Given information below:

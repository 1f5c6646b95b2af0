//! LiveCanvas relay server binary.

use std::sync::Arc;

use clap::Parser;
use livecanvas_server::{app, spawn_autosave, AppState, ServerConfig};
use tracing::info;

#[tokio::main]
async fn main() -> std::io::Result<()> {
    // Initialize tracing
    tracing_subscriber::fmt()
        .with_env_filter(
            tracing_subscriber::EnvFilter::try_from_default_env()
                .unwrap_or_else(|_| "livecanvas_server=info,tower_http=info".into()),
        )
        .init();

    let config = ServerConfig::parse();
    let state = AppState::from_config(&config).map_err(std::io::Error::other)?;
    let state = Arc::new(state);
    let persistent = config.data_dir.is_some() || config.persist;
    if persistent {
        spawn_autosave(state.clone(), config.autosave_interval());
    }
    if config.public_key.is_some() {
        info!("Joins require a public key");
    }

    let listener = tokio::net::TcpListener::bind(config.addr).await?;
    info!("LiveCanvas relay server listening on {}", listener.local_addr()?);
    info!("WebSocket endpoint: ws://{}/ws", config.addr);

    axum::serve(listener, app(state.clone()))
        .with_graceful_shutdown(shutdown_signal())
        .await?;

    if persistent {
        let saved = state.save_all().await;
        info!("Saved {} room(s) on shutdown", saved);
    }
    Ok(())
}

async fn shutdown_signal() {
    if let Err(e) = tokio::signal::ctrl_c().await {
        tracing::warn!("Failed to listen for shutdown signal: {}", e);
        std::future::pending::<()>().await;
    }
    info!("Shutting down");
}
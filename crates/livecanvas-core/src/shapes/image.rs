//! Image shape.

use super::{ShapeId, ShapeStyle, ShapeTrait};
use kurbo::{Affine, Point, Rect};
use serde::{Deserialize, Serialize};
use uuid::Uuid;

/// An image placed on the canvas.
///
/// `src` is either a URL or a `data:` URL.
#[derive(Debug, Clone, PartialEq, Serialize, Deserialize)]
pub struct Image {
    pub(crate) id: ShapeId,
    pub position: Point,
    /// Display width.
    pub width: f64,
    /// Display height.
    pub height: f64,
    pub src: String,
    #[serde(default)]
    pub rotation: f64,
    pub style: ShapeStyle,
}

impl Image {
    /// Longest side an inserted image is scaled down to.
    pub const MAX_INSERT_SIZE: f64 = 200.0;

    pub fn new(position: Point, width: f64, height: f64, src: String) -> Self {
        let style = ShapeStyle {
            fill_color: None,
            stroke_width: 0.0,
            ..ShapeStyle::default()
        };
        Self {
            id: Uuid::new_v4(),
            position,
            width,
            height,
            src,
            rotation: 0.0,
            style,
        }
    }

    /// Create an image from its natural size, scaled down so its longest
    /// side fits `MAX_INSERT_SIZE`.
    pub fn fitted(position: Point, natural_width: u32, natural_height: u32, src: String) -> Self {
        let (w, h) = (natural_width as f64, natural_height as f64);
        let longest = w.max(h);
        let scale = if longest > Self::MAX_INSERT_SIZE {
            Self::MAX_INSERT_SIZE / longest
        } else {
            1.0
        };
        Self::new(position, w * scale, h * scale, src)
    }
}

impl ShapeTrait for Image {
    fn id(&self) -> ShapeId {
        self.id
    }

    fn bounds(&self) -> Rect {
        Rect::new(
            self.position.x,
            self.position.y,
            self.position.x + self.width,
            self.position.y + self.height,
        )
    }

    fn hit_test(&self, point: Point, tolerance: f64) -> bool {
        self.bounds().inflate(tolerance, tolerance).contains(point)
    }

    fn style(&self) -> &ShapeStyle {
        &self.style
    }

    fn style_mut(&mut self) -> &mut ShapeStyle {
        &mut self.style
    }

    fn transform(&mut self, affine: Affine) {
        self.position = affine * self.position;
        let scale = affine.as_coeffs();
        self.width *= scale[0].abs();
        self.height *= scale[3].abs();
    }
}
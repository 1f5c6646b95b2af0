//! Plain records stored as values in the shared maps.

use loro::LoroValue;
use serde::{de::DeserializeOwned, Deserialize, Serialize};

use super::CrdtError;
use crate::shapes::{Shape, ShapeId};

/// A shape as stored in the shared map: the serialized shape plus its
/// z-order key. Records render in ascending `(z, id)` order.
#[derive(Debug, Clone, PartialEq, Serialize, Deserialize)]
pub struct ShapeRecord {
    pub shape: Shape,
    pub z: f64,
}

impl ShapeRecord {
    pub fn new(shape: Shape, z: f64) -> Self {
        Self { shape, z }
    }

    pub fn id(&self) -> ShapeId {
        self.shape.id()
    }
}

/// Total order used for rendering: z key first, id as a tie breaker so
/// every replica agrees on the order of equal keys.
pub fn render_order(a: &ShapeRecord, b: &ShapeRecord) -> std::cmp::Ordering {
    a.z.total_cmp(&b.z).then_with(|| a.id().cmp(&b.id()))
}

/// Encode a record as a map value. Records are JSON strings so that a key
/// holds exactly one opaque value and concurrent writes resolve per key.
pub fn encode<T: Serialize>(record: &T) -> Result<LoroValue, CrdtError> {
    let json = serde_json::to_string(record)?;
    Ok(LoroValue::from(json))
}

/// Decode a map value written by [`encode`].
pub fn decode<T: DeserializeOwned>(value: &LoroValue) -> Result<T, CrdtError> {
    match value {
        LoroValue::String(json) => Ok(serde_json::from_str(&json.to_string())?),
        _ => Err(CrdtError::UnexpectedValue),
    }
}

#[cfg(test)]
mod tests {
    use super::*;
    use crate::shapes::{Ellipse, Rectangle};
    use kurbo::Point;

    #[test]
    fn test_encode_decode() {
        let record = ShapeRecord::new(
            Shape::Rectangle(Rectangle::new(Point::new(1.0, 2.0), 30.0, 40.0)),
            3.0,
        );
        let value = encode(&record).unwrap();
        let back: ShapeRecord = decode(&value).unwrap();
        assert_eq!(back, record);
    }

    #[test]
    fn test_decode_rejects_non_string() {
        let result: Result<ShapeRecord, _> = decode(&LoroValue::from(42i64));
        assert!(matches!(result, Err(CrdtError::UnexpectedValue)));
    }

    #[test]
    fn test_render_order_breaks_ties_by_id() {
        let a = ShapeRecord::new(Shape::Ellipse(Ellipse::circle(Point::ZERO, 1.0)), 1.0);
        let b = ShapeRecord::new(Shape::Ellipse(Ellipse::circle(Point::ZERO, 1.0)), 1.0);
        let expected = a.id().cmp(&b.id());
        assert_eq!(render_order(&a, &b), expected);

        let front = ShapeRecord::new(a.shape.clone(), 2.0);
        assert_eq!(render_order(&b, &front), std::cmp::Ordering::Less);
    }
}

End of Given information.

Return the full listing. Leave every word as it stands.

repository 1f5c6646b95b2af0
//! LiveCanvas relay server binary.

use std::sync::Arc;

use clap::Parser;
use livecanvas_server::{app, spawn_autosave, AppState, ServerConfig};
use tracing::info;

#[tokio::main]
async fn main() -> std::io::Result<()> {
    // Initialize tracing
    tracing_subscriber::fmt()
        .with_env_filter(
            tracing_subscriber::EnvFilter::try_from_default_env()
                .unwrap_or_else(|_| "livecanvas_server=info,tower_http=info".into()),
        )
        .init();

    let config = ServerConfig::parse();
    let state = AppState::from_config(&config).map_err(std::io::Error::other)?;
    let state = Arc::new(state);
    let persistent = config.data_dir.is_some() || config.persist;
    if persistent {
        spawn_autosave(state.clone(), config.autosave_interval());
    }
    if config.public_key.is_some() {
        info!("Joins require a public key");
    }

    let listener = tokio::net::TcpListener::bind(config.addr).await?;
    info!("LiveCanvas relay server listening on {}", listener.local_addr()?);
    info!("WebSocket endpoint: ws://{}/ws", config.addr);

    axum::serve(listener, app(state.clone()))
        .with_graceful_shutdown(shutdown_signal())
        .await?;

    if persistent {
        let saved = state.save_all().await;
        info!("Saved {} room(s) on shutdown", saved);
    }
    Ok(())
}

async fn shutdown_signal() {
    if let Err(e) = tokio::signal::ctrl_c().await {
        tracing::warn!("Failed to listen for shutdown signal: {}", e);
        std::future::pending::<()>().await;
    }
    info!("Shutting down");
}
filename crates/livecanvas-core/src/shapes/image.rs
//! Image shape.

use super::{ShapeId, ShapeStyle, ShapeTrait};
use kurbo::{Affine, Point, Rect};
use serde::{Deserialize, Serialize};
use uuid::Uuid;

/// An image placed on the canvas.
///
/// `src` is either a URL or a `data:` URL.
#[derive(Debug, Clone, PartialEq, Serialize, Deserialize)]
pub struct Image {
    pub(crate) id: ShapeId,
    pub position: Point,
    /// Display width.
    pub width: f64,
    /// Display height.
    pub height: f64,
    pub src: String,
    #[serde(default)]
    pub rotation: f64,
    pub style: ShapeStyle,
}

impl Image {
    /// Longest side an inserted image is scaled down to.
    pub const MAX_INSERT_SIZE: f64 = 200.0;

    pub fn new(position: Point, width: f64, height: f64, src: String) -> Self {
        let style = ShapeStyle {
            fill_color: None,
            stroke_width: 0.0,
            ..ShapeStyle::default()
        };
        Self {
            id: Uuid::new_v4(),
            position,
            width,
            height,
            src,
            rotation: 0.0,
            style,
        }
    }

    /// Create an image from its natural size, scaled down so its longest
    /// side fits `MAX_INSERT_SIZE`.
    pub fn fitted(position: Point, natural_width: u32, natural_height: u32, src: String) -> Self {
        let (w, h) = (natural_width as f64, natural_height as f64);
        let longest = w.max(h);
        let scale = if longest > Self::MAX_INSERT_SIZE {
            Self::MAX_INSERT_SIZE / longest
        } else {
            1.0
        };
        Self::new(position, w * scale, h * scale, src)
    }
}

impl ShapeTrait for Image {
    fn id(&self) -> ShapeId {
        self.id
    }

    fn bounds(&self) -> Rect {
        Rect::new(
            self.position.x,
            self.position.y,
            self.position.x + self.width,
            self.position.y + self.height,
        )
    }

    fn hit_test(&self, point: Point, tolerance: f64) -> bool {
        self.bounds().inflate(tolerance, tolerance).contains(point)
    }

    fn style(&self) -> &ShapeStyle {
        &self.style
    }

    fn style_mut(&mut self) -> &mut ShapeStyle {
        &mut self.style
    }

    fn transform(&mut self, affine: Affine) {
        self.position = affine * self.position;
        let scale = affine.as_coeffs();
        self.width *= scale[0].abs();
        self.height *= scale[3].abs();
    }
}
repository 1f5c6646b95b2af0
//! Plain records stored as values in the shared maps.

use loro::LoroValue;
use serde::{de::DeserializeOwned, Deserialize, Serialize};

use super::CrdtError;
use crate::shapes::{Shape, ShapeId};

/// A shape as stored in the shared map: the serialized shape plus its
/// z-order key. Records render in ascending `(z, id)` order.
#[derive(Debug, Clone, PartialEq, Serialize, Deserialize)]
pub struct ShapeRecord {
    pub shape: Shape,
    pub z: f64,
}

impl ShapeRecord {
    pub fn new(shape: Shape, z: f64) -> Self {
        Self { shape, z }
    }

    pub fn id(&self) -> ShapeId {
        self.shape.id()
    }
}

/// Total order used for rendering: z key first, id as a tie breaker so
/// every replica agrees on the order of equal keys.
pub fn render_order(a: &ShapeRecord, b: &ShapeRecord) -> std::cmp::Ordering {
    a.z.total_cmp(&b.z).then_with(|| a.id().cmp(&b.id()))
}

/// Encode a record as a map value. Records are JSON strings so that a key
/// holds exactly one opaque value and concurrent writes resolve per key.
pub fn encode<T: Serialize>(record: &T) -> Result<LoroValue, CrdtError> {
    let json = serde_json::to_string(record)?;
    Ok(LoroValue::from(json))
}

/// Decode a map value written by [`encode`].
pub fn decode<T: DeserializeOwned>(value: &LoroValue) -> Result<T, CrdtError> {
    match value {
        LoroValue::String(json) => Ok(serde_json::from_str(&json.to_string())?),
        _ => Err(CrdtError::UnexpectedValue),
    }
}

#[cfg(test)]
mod tests {
    use super::*;
    use crate::shapes::{Ellipse, Rectangle};
    use kurbo::Point;

    #[test]
    fn test_encode_decode() {
        let record = ShapeRecord::new(
            Shape::Rectangle(Rectangle::new(Point::new(1.0, 2.0), 30.0, 40.0)),
            3.0,
        );
        let value = encode(&record).unwrap();
        let back: ShapeRecord = decode(&value).unwrap();
        assert_eq!(back, record);
    }

    #[test]
    fn test_decode_rejects_non_string() {
        let result: Result<ShapeRecord, _> = decode(&LoroValue::from(42i64));
        assert!(matches!(result, Err(CrdtError::UnexpectedValue)));
    }

    #[test]
    fn test_render_order_breaks_ties_by_id() {
        let a = ShapeRecord::new(Shape::Ellipse(Ellipse::circle(Point::ZERO, 1.0)), 1.0);
        let b = ShapeRecord::new(Shape::Ellipse(Ellipse::circle(Point::ZERO, 1.0)), 1.0);
        let expected = a.id().cmp(&b.id());
        assert_eq!(render_order(&a, &b), expected);

        let front = ShapeRecord::new(a.shape.clone(), 2.0);
        assert_eq!(render_order(&b, &front), std::cmp::Ordering::Less);
    }
}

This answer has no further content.